» **Aim of the task**: Tally the lines in the records underneath that contain the string "while", and state the figure by itself.

** Opening Working data block **

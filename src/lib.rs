/*!
 * Process Simulator Library
 * Scheduling, resource arbitration, and producer/consumer synchronization
 */

pub mod config;
pub mod core;
pub mod ipc;
pub mod monitoring;
pub mod process;
pub mod resources;
pub mod simulation;

// Re-exports
pub use config::SimulationConfig;
pub use crate::core::errors::*;
pub use crate::core::id::{LogicalClock, PidGenerator};
pub use crate::core::types::{MemoryUnits, Pid, Priority, Tick};
pub use ipc::{BoundedBuffer, CancelToken, DemoReport, ProducerConsumer};
pub use monitoring::{generate_run_id, init_tracing};
pub use process::{
    Admission, BatchReport, CompletedProcess, Mailbox, ProcessManager, ProcessManagerBuilder,
    ProcessRecord, ProcessSpec, ProcessState, ProcessTable, Resource, Scheduler, SchedulingPolicy,
    StateAction, TerminationCause,
};
pub use resources::{ReleaseReport, ResourceManager, ResourceSnapshot};
pub use simulation::{Simulation, SimulationReport};
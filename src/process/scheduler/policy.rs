/*!
 * Scheduling Strategies
 * One strategy per policy, selected once at scheduler construction
 */

use super::batch::{Batch, SliceOutcome};
use crate::core::types::Tick;
use crate::process::record::ProcessRecord;
use crate::process::types::SchedulingPolicy;
use std::collections::VecDeque;
use std::fmt;
use std::sync::Arc;
use tracing::warn;

/// Ordering and batch behavior for one scheduling policy
pub trait SchedulingStrategy: Send + Sync + fmt::Debug {
    fn policy(&self) -> SchedulingPolicy;

    /// Selection key; smaller runs first, ties fall back to arrival
    fn order_key(&self, process: &ProcessRecord) -> u64;

    /// Ready structure is a plain FIFO rather than a keyed heap
    fn is_fifo(&self) -> bool {
        false
    }

    /// Selected processes go back to the tail of the ready structure
    fn rotates(&self) -> bool {
        false
    }

    /// Execute every ready process
    ///
    /// Default: run-to-completion in `order_key` order, stable on arrival.
    fn run_batch(&self, batch: &mut Batch<'_>) {
        let mut order = batch.ready_pids();
        order.sort_by_cached_key(|&pid| {
            batch
                .record(pid)
                .map(|p| (self.order_key(p), p.arrival()))
                .unwrap_or((u64::MAX, Tick::MAX))
        });
        for pid in order {
            batch.run_to_completion(pid);
        }
    }
}

/// First come, first served
#[derive(Debug, Clone, Copy, Default)]
pub struct Fcfs;

impl SchedulingStrategy for Fcfs {
    fn policy(&self) -> SchedulingPolicy {
        SchedulingPolicy::Fcfs
    }

    fn order_key(&self, process: &ProcessRecord) -> u64 {
        process.arrival()
    }

    fn is_fifo(&self) -> bool {
        true
    }
}

/// Shortest job first, non-preemptive
#[derive(Debug, Clone, Copy, Default)]
pub struct ShortestJobFirst;

impl SchedulingStrategy for ShortestJobFirst {
    fn policy(&self) -> SchedulingPolicy {
        SchedulingPolicy::Sjf
    }

    fn order_key(&self, process: &ProcessRecord) -> u64 {
        process.remaining()
    }
}

/// Static priority, lower number first, non-preemptive
#[derive(Debug, Clone, Copy, Default)]
pub struct PriorityOrder;

impl SchedulingStrategy for PriorityOrder {
    fn policy(&self) -> SchedulingPolicy {
        SchedulingPolicy::Priority
    }

    fn order_key(&self, process: &ProcessRecord) -> u64 {
        u64::from(process.priority())
    }
}

/// Time-sliced rotation with a fixed quantum
#[derive(Debug, Clone, Copy, Default)]
pub struct RoundRobin;

impl SchedulingStrategy for RoundRobin {
    fn policy(&self) -> SchedulingPolicy {
        SchedulingPolicy::RoundRobin
    }

    fn order_key(&self, process: &ProcessRecord) -> u64 {
        process.arrival()
    }

    fn is_fifo(&self) -> bool {
        true
    }

    fn rotates(&self) -> bool {
        true
    }

    fn run_batch(&self, batch: &mut Batch<'_>) {
        let mut queue: VecDeque<_> = batch.ready_pids().into();
        let limit = batch.slice_limit();

        while batch.dispatches() < limit {
            let Some(pid) = queue.pop_front() else {
                break;
            };
            if batch.run_slice(pid, &queue) == SliceOutcome::Preempted {
                queue.push_back(pid);
            }
        }

        if !queue.is_empty() {
            warn!(
                limit,
                unfinished = queue.len(),
                "Slice limit reached; remaining processes stay ready"
            );
            batch.mark_unfinished(queue);
        }
    }
}

/// Strategy implementing `policy`
pub fn strategy_for(policy: SchedulingPolicy) -> Arc<dyn SchedulingStrategy> {
    match policy {
        SchedulingPolicy::Fcfs => Arc::new(Fcfs),
        SchedulingPolicy::Sjf => Arc::new(ShortestJobFirst),
        SchedulingPolicy::Priority => Arc::new(PriorityOrder),
        SchedulingPolicy::RoundRobin => Arc::new(RoundRobin),
    }
}

#[cfg(test)]
mod tests {
    use super::*;

    #[test]
    fn test_strategy_matches_policy() {
        for policy in SchedulingPolicy::ALL {
            assert_eq!(strategy_for(policy).policy(), policy);
        }
    }

    #[test]
    fn test_keys() {
        let process = ProcessRecord::new(1, 4, 9, 3);
        assert_eq!(Fcfs.order_key(&process), 3);
        assert_eq!(ShortestJobFirst.order_key(&process), 9);
        assert_eq!(PriorityOrder.order_key(&process), 4);
        assert!(RoundRobin.rotates());
        assert!(!PriorityOrder.is_fifo());
    }
}
/*!
 * Core Module
 * Fundamental simulator types, ids, limits and error handling
 */

pub mod errors;
pub mod id;
pub mod limits;
pub mod types;

// Re-export for convenience
pub use errors::*;
pub use id::{LogicalClock, PidGenerator};
pub use types::*;
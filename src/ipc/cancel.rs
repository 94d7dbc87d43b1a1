/*!
 * Cancellation Token
 * Cooperative cancellation shared between concurrent flows
 */

use std::sync::Arc;
use tokio::sync::watch;

/// Cloneable cancellation flag; once set it stays set
#[derive(Debug, Clone)]
pub struct CancelToken {
    tx: Arc<watch::Sender<bool>>,
}

impl CancelToken {
    pub fn new() -> Self {
        let (tx, _rx) = watch::channel(false);
        Self { tx: Arc::new(tx) }
    }

    pub fn cancel(&self) {
        self.tx.send_replace(true);
    }

    pub fn is_cancelled(&self) -> bool {
        *self.tx.borrow()
    }

    /// Resolves once `cancel` has been called on any clone
    pub async fn cancelled(&self) {
        let mut rx = self.tx.subscribe();
        // The sender lives as long as self, so this cannot fail
        let _ = rx.wait_for(|cancelled| *cancelled).await;
    }
}

impl Default for CancelToken {
    fn default() -> Self {
        Self::new()
    }
}
/*!
 * Scheduler Core Operations
 * Admission, selection, refresh, batch execution and table access
 */

use super::batch::{Batch, BatchReport};
use super::Scheduler;
use crate::core::types::{Pid, Priority, Tick};
use crate::process::record::{ProcessRecord, ProcessSpec};
use crate::process::table::ProcessTable;
use tracing::{debug, info};

impl Scheduler {
    /// Create a ready process with the next pid, arriving now
    pub fn create_process(&self, priority: Priority, burst: Tick) -> Pid {
        self.admit(ProcessSpec::new(priority, burst))
    }

    /// Append a new ready record to the table and the ready structure
    ///
    /// The pid always comes from the scheduler's generator.
    pub fn admit(&self, spec: ProcessSpec) -> Pid {
        let mut table = self.processes.write();
        let pid = self.pids.next();
        let arrival = spec.arrival.unwrap_or_else(|| self.clock.tick());
        let record = ProcessRecord::new(pid, spec.priority, spec.burst, arrival);

        self.ready
            .write()
            .push(pid, self.strategy.order_key(&record), arrival);
        table.push(record);
        drop(table);

        self.stats.inc_admitted();
        info!(pid, arrival, policy = %self.policy(), "Process admitted");
        pid
    }

    /// Next ready process by policy order
    ///
    /// Entries whose process is no longer ready are discarded. Under
    /// round-robin the selected pid goes back to the tail.
    pub fn select_next(&self) -> Option<ProcessRecord> {
        let table = self.processes.read();
        let mut ready = self.ready.write();

        while let Some(pid) = ready.pop() {
            let Some(process) = table.get(pid) else {
                continue;
            };
            if !process.is_ready() {
                debug!(pid, state = %process.state(), "Discarding stale ready entry");
                continue;
            }
            if self.strategy.rotates() {
                ready.push(pid, self.strategy.order_key(process), process.arrival());
            }
            self.stats.inc_selected();
            debug!(pid, "Process selected");
            return Some(process.clone());
        }
        None
    }

    /// Rebuild the ready structure from every ready process in admission order
    pub fn refresh(&self) {
        let table = self.processes.read();
        let mut ready = self.ready.write();
        ready.clear();
        for process in table.iter().filter(|p| p.is_ready()) {
            ready.push(
                process.pid(),
                self.strategy.order_key(process),
                process.arrival(),
            );
        }
        debug!(queued = ready.len(), "Ready structure rebuilt");
    }

    /// Simulate execution of every ready process under the configured policy
    pub fn run_batch(&self) -> BatchReport {
        let mut table = self.processes.write();
        let mut batch = Batch::new(
            &mut table,
            &self.clock,
            self.policy(),
            self.quantum,
            self.slice_limit,
        );
        self.strategy.run_batch(&mut batch);
        let report = batch.finish();
        drop(table);

        self.stats.inc_batches();
        self.stats.add_dispatches(report.dispatches as u64);
        self.stats.add_completed(report.completed.len() as u64);
        self.refresh();

        info!(
            policy = %report.policy,
            completed = report.completed.len(),
            dispatches = report.dispatches,
            elapsed = report.elapsed(),
            "Batch finished"
        );
        report
    }

    /// Read access to the table
    pub fn with_table<R>(&self, f: impl FnOnce(&ProcessTable) -> R) -> R {
        f(&self.processes.read())
    }

    /// Mutable access to the table
    ///
    /// Callers changing readiness must `refresh` afterwards.
    pub fn with_table_mut<R>(&self, f: impl FnOnce(&mut ProcessTable) -> R) -> R {
        f(&mut self.processes.write())
    }

    pub fn get_process(&self, pid: Pid) -> Option<ProcessRecord> {
        self.processes.read().get(pid).cloned()
    }

    /// Snapshot of every record in admission order
    pub fn processes(&self) -> Vec<ProcessRecord> {
        self.processes.read().records().to_vec()
    }

    /// Queued pids in selection order, stale entries included
    pub fn ready_queue(&self) -> Vec<Pid> {
        self.ready.read().ordered()
    }

    pub fn len(&self) -> usize {
        self.processes.read().len()
    }

    pub fn is_empty(&self) -> bool {
        self.processes.read().is_empty()
    }
}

** Closing Working data block **

» **Written response**: 2